Stored items:
━━━━━━━━━━
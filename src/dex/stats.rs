//! Venue reliability ranking
//!
//! Per (network, venue) success/fail counts, updated atomically on swap
//! outcomes and quote failures. Score = success / (success + fail + 1);
//! the +1 keeps unproven venues below proven ones.

use dashmap::DashMap;

#[derive(Debug, Default, Clone, Copy)]
struct Counts {
    success: u64,
    fail: u64,
}

#[derive(Default)]
pub struct VenueStats {
    counts: DashMap<(String, String), Counts>,
}

impl VenueStats {
    pub fn new() -> Self {
        Self::default()
    }

    pub fn record_success(&self, network: &str, venue: &str) {
        self.counts
            .entry((network.to_string(), venue.to_string()))
            .or_default()
            .success += 1;
    }

    pub fn record_fail(&self, network: &str, venue: &str) {
        self.counts
            .entry((network.to_string(), venue.to_string()))
            .or_default()
            .fail += 1;
    }

    pub fn score(&self, network: &str, venue: &str) -> f64 {
        let c = self
            .counts
            .get(&(network.to_string(), venue.to_string()))
            .map(|r| *r.value())
            .unwrap_or_default();
        c.success as f64 / (c.success + c.fail + 1) as f64
    }

    /// Order venue names by score descending, name ascending for equal
    /// scores so the result is deterministic.
    pub fn ranked(&self, network: &str, venues: &[String]) -> Vec<String> {
        let mut out: Vec<(String, f64)> = venues
            .iter()
            .map(|v| (v.clone(), self.score(network, v)))
            .collect();
        out.sort_by(|a, b| {
            b.1.partial_cmp(&a.1)
                .unwrap_or(std::cmp::Ordering::Equal)
                .then_with(|| a.0.cmp(&b.0))
        });
        out.into_iter().map(|(v, _)| v).collect()
    }
}

#[cfg(test)]
mod tests {
    use super::*;

    #[test]
    fn test_score_starts_at_zero() {
        let stats = VenueStats::new();
        assert_eq!(stats.score("TON", "dedust"), 0.0);
    }

    #[test]
    fn test_score_rises_with_successes() {
        let stats = VenueStats::new();
        stats.record_success("TON", "dedust");
        stats.record_success("TON", "dedust");
        stats.record_fail("TON", "dedust");
        // 2 / (2 + 1 + 1)
        assert_eq!(stats.score("TON", "dedust"), 0.5);
    }

    #[test]
    fn test_ranked_orders_by_score_then_name() {
        let stats = VenueStats::new();
        stats.record_success("TON", "ston.fi");
        let venues = vec![
            "dedust".to_string(),
            "ston.fi".to_string(),
            "aqua".to_string(),
        ];
        let ranked = stats.ranked("TON", &venues);
        // ston.fi has a success; dedust/aqua tie at 0 and fall back to name
        assert_eq!(ranked, vec!["ston.fi", "aqua", "dedust"]);
    }

    #[test]
    fn test_stats_are_per_network() {
        let stats = VenueStats::new();
        stats.record_success("TON", "ston.fi");
        assert_eq!(stats.score("SOLANA", "ston.fi"), 0.0);
    }
}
━━━━━━━━━━
§ Task to complete:
Report how many lines of the entries hold the word "DashMap". Nothing else is needed.

§ Solution to this exercise:
2